Tout le talent du restaurateur et de ses équipes sera donc de cerner les besoins de chacun. «Ceux qui viennent seuls ne veulent pas forcément beaucoup d’attention ou d’explications, explique Jonas Kellens, maître d’hôtel chez Dim Dining à Anvers. À une table de plusieurs convives, je m’adresse au groupe. Face à une personne seule, je me place à côté d’elle et je me penche légèrement pour faciliter le contact.»
Dans ce restaurant d’inspiration japonaise, le nombre de solo-eaters a doublé depuis la pandémie. L’établissement a même adapté sa vaisselle en conséquence. «Nos amuse-bouches sont normalement présentés par deux. Pour éviter que l’on remarque qu’il en manque un, nous utilisons un plat plus petit.»
Chez Bloesem, à Anvers, élu récemment Meilleur Restaurant de 2025 par le Fooding, les clients seuls peuvent choisir un livre mis à disposition. «Mais ils le font rarement, sourit le chef Brend Geusen. Nous gardons aussi toujours une place pour eux au comptoir face au mur.»
Une approche payante, selon Christine Doublet. «Bloesem a été mon premier restaurant en solo après mon accouchement. Quelques heures rien qu’à moi pour savourer un repas dans le calme et observer des professionnels à l’œuvre, c’était comme un cadeau que je m’offrais. Au fond, l’établissement ne peut pas tout faire. Aller dîner seul, c’est un état d’esprit. Pour que l’expérience soit réussie, il faut être capable de passer un bon moment rien qu’avec soi.»
Me, myself and I
C’est mercredi et j’ai décidé de m’offrir un rendez-vous avec moi-même.
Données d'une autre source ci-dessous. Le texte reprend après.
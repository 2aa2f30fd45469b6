//! Generic Netlink (GENL) support.
//!
//! WireGuard configuration is carried by a dynamically registered GENL
//! family. Its numeric ID is resolved through the fixed control family
//! (`nlctrl`) before any device request is sent.
//!
//! ```text
//! ┌─────────────────────────────────────────┐
//! │ WireguardConnection                     │
//! └────────────────┬────────────────────────┘
//!                  │ family id, cmd, attrs
//! ┌────────────────▼────────────────────────┐
//! │ GenlConnection (family resolution)      │
//! └────────────────┬────────────────────────┘
//!                  │
//! ┌────────────────▼────────────────────────┐
//! │ Connection / NetlinkSocket (Generic)    │
//! └─────────────────────────────────────────┘
//! ```

mod connection;
mod header;

pub use connection::{FamilyInfo, GenlConnection};
pub use header::{GENL_HDRLEN, GenlMsgHdr};

/// Control family ID (fixed, not dynamically assigned).
pub const GENL_ID_CTRL: u16 = 0x10;

/// Control family commands.
#[repr(u8)]
#[derive(Debug, Clone, Copy, PartialEq, Eq)]
pub enum CtrlCmd {
    Unspec = 0,
    GetFamily = 3,
}

/// Control family attributes.
#[repr(u16)]
#[derive(Debug, Clone, Copy, PartialEq, Eq)]
pub enum CtrlAttr {
    Unspec = 0,
    FamilyId = 1,
    FamilyName = 2,
    Version = 3,
    HdrSize = 4,
    MaxAttr = 5,
}
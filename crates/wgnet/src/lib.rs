//! Interface addressing and WireGuard device management for Linux.
//!
//! Two entry points sit on top of a small blocking netlink stack:
//!
//! - [`NetDev`] ([`InterfaceAdapter`]) reads and assigns one IPv4 and one
//!   IPv6 address per interface and brings interfaces up. IPv4 goes through
//!   the legacy `SIOCSIF*` ioctls, IPv6 through `RTM_NEWADDR`.
//! - [`WgManager`] ([`WireguardAdapter`]) creates, lists and deletes
//!   WireGuard links and manages their peers over the `wireguard` generic
//!   netlink family.
//!
//! All operations are synchronous and open their kernel handles per call.
//! Most of them need `CAP_NET_ADMIN`.
//!
//! # Features
//!
//! - `serde` - Serialize/deserialize model and config types
//! - `integration` - Root-only integration tests
//!
//! # Example
//!
//! ```ignore
//! use wgnet::{AllowedIp, InterfaceAdapter, InterfaceAddressing, NetDev};
//! use wgnet::{WgManager, WireguardAdapter};
//!
//! let wg = WgManager::new();
//! let device = wg.create_device("wg0", 51820)?;
//! println!("{} {}", device.name, device.public_key);
//!
//! let net = NetDev::new();
//! net.set_ip("wg0", &InterfaceAddressing::new("10.8.0.1/24", "fd00:8::1/64"))?;
//! net.up("wg0")?;
//!
//! let peer = wg.add_peer("wg0", &[AllowedIp::from("10.8.0.2/32")], 25)?;
//! println!("peer private key: {}", peer.private_key);
//! # Ok::<(), wgnet::Error>(())
//! ```

pub mod addr;
pub mod codec;
pub mod config;
pub mod error;
pub mod ifaddrs;
pub mod interface;
pub mod ioctl;
pub mod model;
pub mod netlink;
pub mod util;
pub mod wireguard;

pub use config::Config;
pub use error::{Error, ErrorKind, Result};
pub use interface::{InterfaceAdapter, NetDev};
pub use model::{AllowedIp, Device, DeviceNames, InterfaceAddressing, Peer};
pub use wireguard::{WgManager, WireguardAdapter};
//! Small helpers shared by the kernel adapters.

pub mod ifname;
N’étant pas familière du «tête-à-soi», j’ai décidé de ne rien laisser au hasard. Après avoir choisi un établissement labellisé «manger seul» sur le site du Fooding, je me suis mise sur mon trente-et-un. Et j’ai embarqué dans mon sac un livre et une pile de mots-croisés pour me tenir compagnie. Le nom du resto – Non Solo Tè – ne manque pas d’ironie.
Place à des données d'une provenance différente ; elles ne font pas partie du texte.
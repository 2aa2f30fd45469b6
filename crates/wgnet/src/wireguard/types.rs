//! Kernel-side WireGuard types.
//!
//! These mirror what the `wireguard` genl family sends and accepts, with raw
//! 32-byte keys. [`crate::model`] holds the base64/text view built from them.

use std::fmt;
use std::net::{IpAddr, SocketAddr};
use std::time::{Duration, SystemTime, UNIX_EPOCH};

use crate::codec::{self, Family};
use crate::error::Result;

pub const WG_KEY_LEN: usize = 32;

/// Raw Curve25519 key or preshared key.
pub type Key = [u8; WG_KEY_LEN];

/// Snapshot of a WireGuard device.
#[derive(Debug, Clone, Default, PartialEq, Eq)]
pub struct WgDevice {
    pub ifindex: Option<u32>,
    pub ifname: Option<String>,
    /// Only reported to privileged callers.
    pub private_key: Option<Key>,
    pub public_key: Option<Key>,
    /// UDP listen port, 0 until configured.
    pub listen_port: u16,
    pub peers: Vec<WgPeer>,
}

/// Peer flags for `WG_CMD_SET_DEVICE` (WGPEER_F_*).
#[repr(u32)]
#[derive(Debug, Clone, Copy, PartialEq, Eq)]
pub enum WgPeerFlag {
    RemoveMe = 1 << 0,
}

/// One peer of a device snapshot.
#[derive(Debug, Clone, Default, PartialEq, Eq)]
pub struct WgPeer {
    pub public_key: Key,
    /// `None` when the kernel reports an all-zero key.
    pub preshared_key: Option<Key>,
    pub endpoint: Option<SocketAddr>,
    /// Seconds, 0 = disabled.
    pub persistent_keepalive: u16,
    pub last_handshake: Option<SystemTime>,
    pub rx_bytes: u64,
    pub tx_bytes: u64,
    pub allowed_ips: Vec<WgAllowedIp>,
}

impl WgPeer {
    /// Last handshake as UNIX seconds, 0 if none.
    pub fn last_handshake_secs(&self) -> i64 {
        self.last_handshake
            .and_then(|t| t.duration_since(UNIX_EPOCH).ok())
            .map_or(0, |d| d.as_secs() as i64)
    }
}

/// An allowed-IP range.
#[derive(Debug, Clone, Copy, PartialEq, Eq, Hash)]
pub struct WgAllowedIp {
    pub addr: IpAddr,
    pub cidr: u8,
}

impl WgAllowedIp {
    pub fn new(addr: IpAddr, cidr: u8) -> Self {
        Self { addr, cidr }
    }

    /// Parse `addr[/prefix]` text. The family comes from the text.
    pub fn parse(text: &str) -> Result<Self> {
        let family = Family::of(text);
        let (addr, prefix) = codec::split(text)?;
        let addr = codec::parse_address(addr, family)?;
        let cidr = codec::parse_prefix(prefix, family)?;
        Ok(Self { addr, cidr })
    }

    /// `AF_INET` or `AF_INET6`, as `WGALLOWEDIP_A_FAMILY` wants it.
    pub fn family(&self) -> u16 {
        let af = if self.addr.is_ipv4() {
            libc::AF_INET
        } else {
            libc::AF_INET6
        };
        af as u16
    }

    /// Address in network order, 4 or 16 bytes.
    pub fn addr_bytes(&self) -> Vec<u8> {
        match self.addr {
            IpAddr::V4(a) => a.octets().into(),
            IpAddr::V6(a) => a.octets().into(),
        }
    }
}

impl fmt::Display for WgAllowedIp {
    fn fmt(&self, f: &mut fmt::Formatter<'_>) -> fmt::Result {
        f.write_str(&codec::format_cidr(self.addr, self.cidr))
    }
}

/// Changes applied with `WG_CMD_SET_DEVICE`.
#[derive(Debug, Clone, Default)]
pub struct WgDeviceBuilder {
    pub(crate) private_key: Option<Key>,
    pub(crate) listen_port: Option<u16>,
    pub(crate) peers: Vec<WgPeerBuilder>,
}

impl WgDeviceBuilder {
    pub fn new() -> Self {
        Self::default()
    }

    pub fn private_key(self, private_key: Key) -> Self {
        Self {
            private_key: Some(private_key),
            ..self
        }
    }

    pub fn listen_port(self, listen_port: u16) -> Self {
        Self {
            listen_port: Some(listen_port),
            ..self
        }
    }

    pub fn peer(mut self, peer: WgPeerBuilder) -> Self {
        self.peers.push(peer);
        self
    }
}

/// Peer part of a `WG_CMD_SET_DEVICE` request.
#[derive(Debug, Clone)]
pub struct WgPeerBuilder {
    pub(crate) public_key: Key,
    pub(crate) preshared_key: Option<Key>,
    pub(crate) persistent_keepalive: Option<u16>,
    pub(crate) allowed_ips: Vec<WgAllowedIp>,
    pub(crate) flags: u32,
}

impl WgPeerBuilder {
    pub fn new(public_key: Key) -> Self {
        Self {
            public_key,
            preshared_key: None,
            persistent_keepalive: None,
            allowed_ips: Vec::new(),
            flags: 0,
        }
    }

    pub fn preshared_key(self, preshared_key: Key) -> Self {
        Self {
            preshared_key: Some(preshared_key),
            ..self
        }
    }

    /// Seconds between keepalives; 0 turns them off.
    pub fn persistent_keepalive(self, secs: u16) -> Self {
        Self {
            persistent_keepalive: Some(secs),
            ..self
        }
    }

    pub fn allowed_ip(mut self, ip: WgAllowedIp) -> Self {
        self.allowed_ips.push(ip);
        self
    }

    pub fn allowed_ips(mut self, ips: impl IntoIterator<Item = WgAllowedIp>) -> Self {
        self.allowed_ips.extend(ips);
        self
    }

    /// Sets `WGPEER_F_REMOVE_ME`.
    pub fn remove(mut self) -> Self {
        self.flags |= WgPeerFlag::RemoveMe as u32;
        self
    }
}

/// Parse the `__kernel_timespec` of `WGPEER_A_LAST_HANDSHAKE_TIME`.
///
/// A zero timespec means no handshake yet.
pub fn parse_timespec(data: &[u8]) -> Option<SystemTime> {
    let secs = i64::from_ne_bytes(data.get(..8)?.try_into().ok()?);
    let nsecs = i64::from_ne_bytes(data.get(8..16)?.try_into().ok()?);

    if secs <= 0 && nsecs <= 0 {
        return None;
    }

    let nanos = nsecs.clamp(0, 999_999_999) as u32;
    Some(UNIX_EPOCH + Duration::new(secs.max(0) as u64, nanos))
}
On me laisse choisir ma table, j’opte donc pour le coin gauche, avec vue sur la salle. À la hâte, le serveur enlève le second couvert. La carte est réduite et mon choix vite arrêté. Nul besoin de palabres interminables du style «qu’est-ce que tu prends?» ou «on partage une entrée?». Lorsque j’explique à mon hôte que je ne suis pas une très grande mangeuse, il m’oriente sans difficulté vers les plats de poisson plus légers.
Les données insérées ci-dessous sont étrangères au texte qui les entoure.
//! Common test utilities for integration tests.
//!
//! Provides `TestLink` for links that are removed on drop, and the
//! `require_*!` skip macros.

use std::io;
use std::process::Command;
use std::sync::Once;
use std::sync::atomic::{AtomicU32, Ordering};

use wgnet::{Result, WgManager, WireguardAdapter};

static LINK_COUNTER: AtomicU32 = AtomicU32::new(0);
static TRACING: Once = Once::new();

/// Generate a unique interface name, at most 15 bytes.
fn unique_link_name(prefix: &str) -> String {
    let id = LINK_COUNTER.fetch_add(1, Ordering::SeqCst);
    let pid = std::process::id() % 10_000;
    format!("{}{}x{}", prefix, pid, id)
}

/// Install a `RUST_LOG`-driven subscriber once per test binary.
pub fn init_tracing() {
    TRACING.call_once(|| {
        let _ = tracing_subscriber::fmt()
            .with_env_filter(tracing_subscriber::EnvFilter::from_default_env())
            .with_test_writer()
            .try_init();
    });
}

/// A link that is deleted when dropped.
pub struct TestLink {
    name: String,
}

impl TestLink {
    /// Create a dummy link with `ip link add`, without IPv6 autoconfiguration.
    ///
    /// Fails when `ip` is missing or the kernel has no dummy link support;
    /// tests go through `require_dummy!` to skip in that case.
    pub fn dummy(prefix: &str) -> io::Result<Self> {
        init_tracing();
        let name = unique_link_name(prefix);

        let output = Command::new("ip")
            .args(["link", "add", &name, "type", "dummy"])
            .output()?;

        if !output.status.success() {
            return Err(io::Error::other(format!(
                "ip link add {} type dummy: {}",
                name,
                String::from_utf8_lossy(&output.stderr).trim()
            )));
        }

        // no link-local address, so an assigned IPv6 address is the last one seen
        let _ = Command::new("ip")
            .args(["link", "set", "dev", &name, "addrgenmode", "none"])
            .status();

        Ok(Self { name })
    }

    /// Create a WireGuard link through the library.
    pub fn wireguard(prefix: &str, port: u16) -> Result<(Self, wgnet::Device)> {
        init_tracing();
        let name = unique_link_name(prefix);
        let device = WgManager::new().create_device(&name, port)?;
        Ok((Self { name }, device))
    }

    pub fn name(&self) -> &str {
        &self.name
    }
}

impl Drop for TestLink {
    fn drop(&mut self) {
        let _ = Command::new("ip")
            .args(["link", "del", &self.name])
            .output();
    }
}

/// Check if running as root.
pub fn is_root() -> bool {
    unsafe { libc::geteuid() == 0 }
}

/// Skip the test if not running as root.
#[macro_export]
macro_rules! require_root {
    () => {
        if !crate::common::is_root() {
            eprintln!("Skipping test: requires root");
            return Ok(());
        }
    };
}

/// Skip the test if the kernel has no WireGuard support.
#[macro_export]
macro_rules! require_wireguard {
    () => {
        if let Err(e) = wgnet::wireguard::WireguardConnection::new(&wgnet::Config::default()) {
            eprintln!("Skipping test: wireguard unavailable: {}", e);
            return Ok(());
        }
    };
}

/// Create a dummy [`TestLink`], or skip the test if that is not possible.
#[macro_export]
macro_rules! require_dummy {
    ($prefix:expr) => {
        match crate::common::TestLink::dummy($prefix) {
            Ok(link) => link,
            Err(e) => {
                eprintln!("Skipping test: dummy links unavailable: {}", e);
                return Ok(());
            }
        }
    };
}

#[cfg(test)]
mod tests {
    use super::*;

    #[test]
    fn test_unique_link_name() {
        let name1 = unique_link_name("wgt");
        let name2 = unique_link_name("wgt");
        assert_ne!(name1, name2);
        assert!(name1.len() < libc::IFNAMSIZ);
        assert!(name1.starts_with("wgt"));
    }
}
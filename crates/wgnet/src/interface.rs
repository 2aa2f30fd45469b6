//! Generic interface configuration.
//!
//! [`NetDev`] reads and assigns the IPv4/IPv6 address of an interface and
//! brings it up. IPv4 goes through `ioctl`, IPv6 through `RTM_NEWADDR`, and
//! reads through `getifaddrs`.
//!
//! ```ignore
//! use wgnet::{InterfaceAdapter, InterfaceAddressing, NetDev};
//!
//! let netdev = NetDev::new();
//! netdev.set_ip("wg0", &InterfaceAddressing::new("10.8.0.1/24", "fd08::1/64"))?;
//! netdev.up("wg0")?;
//! println!("{:?}", netdev.get_ip("wg0")?);
//! ```

use crate::codec::{self, Family};
use crate::config::Config;
use crate::error::Result;
use crate::model::InterfaceAddressing;
use crate::{addr, ifaddrs, ioctl};

/// Interface addressing operations.
pub trait InterfaceAdapter {
    /// Current IPv4/IPv6 address of the interface.
    fn get_ip(&self, name: &str) -> Result<InterfaceAddressing>;

    /// Assign the non-empty slots of `addrs`, IPv4 first.
    ///
    /// The first failure is returned; an IPv4 address already set is not
    /// rolled back when the IPv6 step fails.
    fn set_ip(&self, name: &str, addrs: &InterfaceAddressing) -> Result<()>;

    /// Bring the interface administratively up.
    fn up(&self, name: &str) -> Result<()>;
}

/// Kernel-backed [`InterfaceAdapter`].
#[derive(Debug, Clone, Default)]
pub struct NetDev {
    config: Config,
}

impl NetDev {
    pub fn new() -> Self {
        Self::default()
    }

    pub fn with_config(config: Config) -> Self {
        Self { config }
    }

    pub fn config(&self) -> &Config {
        &self.config
    }

    fn set_ipv4(&self, name: &str, text: &str) -> Result<()> {
        let (addr, prefix) = codec::split(text)?;
        let addr = codec::parse_ipv4(addr)?;
        let prefix = codec::parse_prefix(prefix, Family::V4)?;
        ioctl::assign_ipv4(name, addr, prefix)
    }

    fn set_ipv6(&self, name: &str, text: &str) -> Result<()> {
        let (addr, prefix) = codec::split(text)?;
        let addr = codec::parse_ipv6(addr)?;
        let prefix = codec::parse_prefix(prefix, Family::V6)?;
        addr::assign_ipv6(name, addr, prefix, &self.config)
    }
}

impl InterfaceAdapter for NetDev {
    fn get_ip(&self, name: &str) -> Result<InterfaceAddressing> {
        ifaddrs::get_addresses(name)
    }

    fn set_ip(&self, name: &str, addrs: &InterfaceAddressing) -> Result<()> {
        if !addrs.ipv4.is_empty() {
            self.set_ipv4(name, &addrs.ipv4)?;
        }
        if !addrs.ipv6.is_empty() {
            self.set_ipv6(name, &addrs.ipv6)?;
        }
        Ok(())
    }

    fn up(&self, name: &str) -> Result<()> {
        ioctl::bring_up(name)
    }
}

#[cfg(test)]
mod tests {
    use super::*;
    use crate::error::ErrorKind;

    fn set(v4: &str, v6: &str) -> ErrorKind {
        NetDev::new()
            .set_ip("nonexistent_x", &InterfaceAddressing::new(v4, v6))
            .unwrap_err()
            .kind()
    }

    #[test]
    fn test_set_ip_empty_is_noop() {
        NetDev::new()
            .set_ip("nonexistent_x", &InterfaceAddressing::default())
            .unwrap();
    }

    #[test]
    fn test_set_ip_validation_order() {
        // address is checked before the prefix
        assert_eq!(set("10.0.0/40", ""), ErrorKind::InvalidIp);
        assert_eq!(set("10.0.0.1/40", ""), ErrorKind::InvalidIpPrefix);
        assert_eq!(set("", "fd00::1/129"), ErrorKind::InvalidIpPrefix);
        assert_eq!(set("", "fd00::g/64"), ErrorKind::InvalidIp);
    }

    #[test]
    fn test_set_ip_wrong_family_slot() {
        assert_eq!(set("fd00::1/64", ""), ErrorKind::InvalidIp);
        assert_eq!(set("", "10.0.0.1/24"), ErrorKind::InvalidIp);
    }

    #[test]
    fn test_set_ip_oversized_text() {
        assert_eq!(set("10.0.0.1/1000", ""), ErrorKind::InvalidIpStr);
    }

    #[test]
    fn test_set_ipv6_unknown_device() {
        assert_eq!(set("", "fd00::1/64"), ErrorKind::DevNotFound);
    }

    #[test]
    fn test_up_unknown_device() {
        let err = NetDev::new().up("nonexistent_x").unwrap_err();
        assert_eq!(err.kind(), ErrorKind::GetDevFlagsFailed);
    }
}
Lorsque mon entrée arrive, je me surprends presque malgré moi à la manger un peu trop vite. Sans pauses pour poursuivre la conversation, mon repas risque de s’achever bien rapidement. Je sors donc mon livre du sac pour accompagner mon plat sans m’inquiéter des miettes ou d’éventuelles taches de sauce sur les pages. Plongée dans ma lecture, je remarque à peine, à la quatrième page, que l’on débarrasse déjà la table voisine, assez éloignée pour éviter toute situation malaisante et trop en même temps pour profiter de la conversation des autres.
Il est déjà temps de faire le bilan. Je n’ai pas mené de discussion animée et improvisée avec mes voisins, mais j’ai beaucoup lu. Certes, il n’y avait personne pour partager l’addition, mais je n’avais pas non plus à craindre qu’on me pique le meilleur morceau de mon assiette. Un succès? Oui, sans hésiter.